Congé du bail d’habitation : le refus de réception par le bailleur de la lettre recommandée empêche-t-il de faire courir le délai du préavis ?
Une bailleresse a donné à bail, le 5 juillet 2017 un appartement. Par lettre recommandée avec demande d’avis de réception (LRAR) du 24 mai 2019, revenue avec la mention “pli avisé et non réclamé”, le locataire a donné congé à la bailleresse avec un préavis d’un mois. Le 28 juin 2019, les cautions du locataire ont adressé à la bailleresse une lettre suivie et une LRAR contenant la copie du congé donné par le locataire. La lettre suivie a été déposée dans la boîte aux lettres de la bailleresse le 1er juillet 2019.

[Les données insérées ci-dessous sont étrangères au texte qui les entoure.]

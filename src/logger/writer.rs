//! Shared file writer for the file output layer

use std::fs::{File, OpenOptions};
use std::io::{self, Write};
use std::path::Path;
use std::sync::{Arc, Mutex, MutexGuard};

use tracing_subscriber::fmt::MakeWriter;

use crate::logger::config::FileConfig;

/// Append-or-truncate log file shared by every event.
///
/// Falls back to stderr for a single write when the file write fails or the
/// lock is poisoned, so a full disk never takes the service down.
#[derive(Clone)]
pub struct LogFileWriter {
    file: Arc<Mutex<File>>,
}

impl LogFileWriter {
    /// Opens `config.path`, creating missing parent directories.
    pub fn new(config: &FileConfig) -> io::Result<Self> {
        if let Some(parent) = config.path.parent()
            && !parent.as_os_str().is_empty()
        {
            std::fs::create_dir_all(parent)?;
        }

        let file = open_log_file(&config.path, config.append)?;
        Ok(Self {
            file: Arc::new(Mutex::new(file)),
        })
    }
}

impl<'a> MakeWriter<'a> for LogFileWriter {
    type Writer = LogFileGuard<'a>;

    fn make_writer(&'a self) -> Self::Writer {
        LogFileGuard {
            file: self.file.lock().ok(),
        }
    }
}

/// Holds the file lock for the duration of one event.
pub struct LogFileGuard<'a> {
    file: Option<MutexGuard<'a, File>>,
}

impl Write for LogFileGuard<'_> {
    fn write(&mut self, buf: &[u8]) -> io::Result<usize> {
        match self.file.as_mut().map(|file| file.write(buf)) {
            Some(Ok(written)) => Ok(written),
            Some(Err(e)) => {
                eprintln!("[logger] file write failed, writing to stderr: {e}");
                io::stderr().write(buf)
            }
            None => io::stderr().write(buf),
        }
    }

    fn flush(&mut self) -> io::Result<()> {
        match self.file.as_mut() {
            Some(file) => file.flush(),
            None => io::stderr().flush(),
        }
    }
}

fn open_log_file(path: &Path, append: bool) -> io::Result<File> {
    OpenOptions::new()
        .create(true)
        .write(true)
        .append(append)
        .truncate(!append)
        .open(path)
}
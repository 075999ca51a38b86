use diesel::prelude::*;
use jiff_diesel::Timestamp;
use uuid::Uuid;

/// Top level of the service classification tree.
#[derive(Debug, Queryable, Selectable, Identifiable, Clone)]
#[diesel(table_name = crate::schema::category)]
#[diesel(check_for_backend(diesel::pg::Pg))]
pub struct Category {
    pub id: Uuid,
    pub name: String,
    pub name_en: String,
    pub created_at: Timestamp,
    pub updated_at: Timestamp,
}

#[derive(Debug, Queryable, Selectable, Identifiable, Associations, Clone)]
#[diesel(belongs_to(Category))]
#[diesel(table_name = crate::schema::sub_category)]
#[diesel(check_for_backend(diesel::pg::Pg))]
pub struct SubCategory {
    pub id: Uuid,
    pub name: String,
    pub name_en: String,
    pub category_id: Uuid,
    pub created_at: Timestamp,
    pub updated_at: Timestamp,
}

/// Most specific classification level; every service hangs off one of these.
#[derive(Debug, Queryable, Selectable, Identifiable, Associations, Clone)]
#[diesel(belongs_to(SubCategory))]
#[diesel(table_name = crate::schema::sub_sub_category)]
#[diesel(check_for_backend(diesel::pg::Pg))]
pub struct SubSubCategory {
    pub id: Uuid,
    pub name: String,
    pub name_en: String,
    pub sub_category_id: Uuid,
    pub created_at: Timestamp,
    pub updated_at: Timestamp,
}
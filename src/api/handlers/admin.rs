//! Service administration. Mounted behind the auth middleware.

use axum::{Json, extract::State, http::StatusCode};
use utoipa_axum::router::OpenApiRouter;
use utoipa_axum::routes;

use crate::api::doc::ADMIN_TAG;
use crate::api::dto::{CreateServiceRequest, ErrorResponse, ServiceResponse, UpdateServiceRequest};
use crate::api::handlers::parse_path_id;
use crate::api::middleware::AuthUser;
use crate::cache::CacheManager;
use crate::error::AppResult;
use crate::state::AppState;
use crate::utils::{AppPath, Language};
use crate::utils::validate::ValidatedJson;

pub fn admin_routes() -> OpenApiRouter<AppState> {
    OpenApiRouter::new()
        .routes(routes!(create_service))
        .routes(routes!(update_service))
}

/// Cached listings may now be stale.
async fn invalidate_listings(cache: &CacheManager) {
    if let Err(e) = cache.clear().await {
        tracing::warn!(error = %e, "Failed to clear listing cache");
    }
}

/// POST /admin/services - Create a service
#[utoipa::path(
    post,
    path = "/admin/services",
    tag = ADMIN_TAG,
    request_body = CreateServiceRequest,
    responses(
        (status = 201, description = "Service created", body = ServiceResponse),
        (status = 400, description = "Invalid request", body = ErrorResponse),
        (status = 401, description = "Missing or invalid token", body = ErrorResponse),
        (status = 404, description = "Sub-sub-category not found", body = ErrorResponse),
        (status = 409, description = "Title already in use", body = ErrorResponse)
    ),
    security(
        ("bearerAuth" = [])
    )
)]
async fn create_service(
    State(state): State<AppState>,
    user: AuthUser,
    language: Language,
    ValidatedJson(request): ValidatedJson<CreateServiceRequest>,
) -> AppResult<(StatusCode, Json<ServiceResponse>)> {
    let service = state
        .services
        .catalog
        .create_service(request.into())
        .await?;
    invalidate_listings(&state.cache).await;

    tracing::info!(service_id = %service.id, user_id = %user.user_id, "Service created");
    Ok((
        StatusCode::CREATED,
        Json(ServiceResponse::present(&service, language)),
    ))
}

/// PUT /admin/services/{id} - Update a service's titles
#[utoipa::path(
    put,
    path = "/admin/services/{id}",
    tag = ADMIN_TAG,
    params(
        ("id" = String, Path, description = "Service ID (UUID)")
    ),
    request_body = UpdateServiceRequest,
    responses(
        (status = 200, description = "Service updated", body = ServiceResponse),
        (status = 400, description = "Invalid request", body = ErrorResponse),
        (status = 401, description = "Missing or invalid token", body = ErrorResponse),
        (status = 404, description = "Service not found", body = ErrorResponse),
        (status = 409, description = "Title already in use", body = ErrorResponse)
    ),
    security(
        ("bearerAuth" = [])
    )
)]
async fn update_service(
    State(state): State<AppState>,
    user: AuthUser,
    language: Language,
    AppPath(id): AppPath<String>,
    ValidatedJson(request): ValidatedJson<UpdateServiceRequest>,
) -> AppResult<Json<ServiceResponse>> {
    let service_id = parse_path_id("service", &id)?;
    let service = state
        .services
        .catalog
        .update_service(service_id, request.into())
        .await?;
    invalidate_listings(&state.cache).await;

    tracing::info!(service_id = %service.id, user_id = %user.user_id, "Service updated");
    Ok(Json(ServiceResponse::present(&service, language)))
}
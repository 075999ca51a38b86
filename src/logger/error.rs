//! Logger error types

use thiserror::Error;

#[derive(Debug, Error)]
pub enum LoggerError {
    #[error("IO error: {0}")]
    Io(#[from] std::io::Error),

    #[error("Configuration error: {message}")]
    Config { message: String },

    /// A global subscriber was already installed
    #[error("Failed to install subscriber: {message}")]
    Init { message: String },
}

impl LoggerError {
    pub fn config(message: impl Into<String>) -> Self {
        Self::Config {
            message: message.into(),
        }
    }

    pub fn init(message: impl Into<String>) -> Self {
        Self::Init {
            message: message.into(),
        }
    }
}
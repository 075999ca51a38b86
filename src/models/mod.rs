mod catalog;
mod service;
mod task;

pub use catalog::{Category, SubCategory, SubSubCategory};
pub use service::{NewService, Service, UpdateService};
pub use task::Task;
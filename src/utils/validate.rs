use crate::error::{AppError, AppResult};
use axum::extract::{FromRequest, Json, Request, rejection::JsonRejection};
use serde::de::DeserializeOwned;
use validator::Validate;

/// JSON body extractor that runs `validator` rules before the handler sees the value.
#[derive(Debug, Clone, Copy, Default)]
pub struct ValidatedJson<T>(pub T);

impl<T, S> FromRequest<S> for ValidatedJson<T>
where
    T: DeserializeOwned + Validate,
    S: Send + Sync,
    Json<T>: FromRequest<S, Rejection = JsonRejection>,
{
    type Rejection = AppError;

    async fn from_request(req: Request, state: &S) -> AppResult<Self> {
        let Json(value) = Json::<T>::from_request(req, state).await?;
        value.validate()?;
        Ok(ValidatedJson(value))
    }
}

Le 26 décembre 2019, la bailleresse a assigné le locataire et les cautions en paiement d’un solde de loyers et charges, de réparations locatives, de frais d’huissier de justice ainsi que de dommages-intérêts.
Pour condamner solidairement le locataire et les cautions au paiement des loyers dus jusqu’au seul mois de juillet 2019, les juges du fond retiennent que le locataire a délivré congé avec préavis réduit le 18 juin 2019 en adressant à la bailleresse une LRAR, que celle-ci ne peut, en ne retirant pas le courrier recommandé du locataire, se créer le droit potestatif de ne pas faire courir le délai du préavis alors qu’elle justifie par ses propres pièces avoir été présente à son domicile le 26 juin 2019 dans le temps du retrait de la lettre recommandée, qu’au 1er juillet 2019, il a été remis dans sa boîte aux lettres une lettre suivie adressée par les cautions comprenant une copie du congé du 18 juin 2019, et que le délai de préavis applicable au congé a donc commencé à courir au jour de la réception de cette lettre suivie par la bailleresse.
Au visa de l’article 15, I, de la loi N. 89-462 du 06/07/1989, dans sa version antérieure à celle issue de la loi N. 2023-668 du 27/07/2023, dont il ressort que “le délai de préavis applicable au congé court à compter du jour de la réception de la lettre recommandée, de la signification de l’acte d’huissier de justice ou de la remise en main propre“, la Cour de cassation (23-13151) juge qu'”en statuant ainsi, sans constater que la bailleresse avait signé un avis de réception d’une lettre recommandée contenant un congé ou que le congé lui avait été remis en main propre, la cour d’appel a violé le texte susvisé“.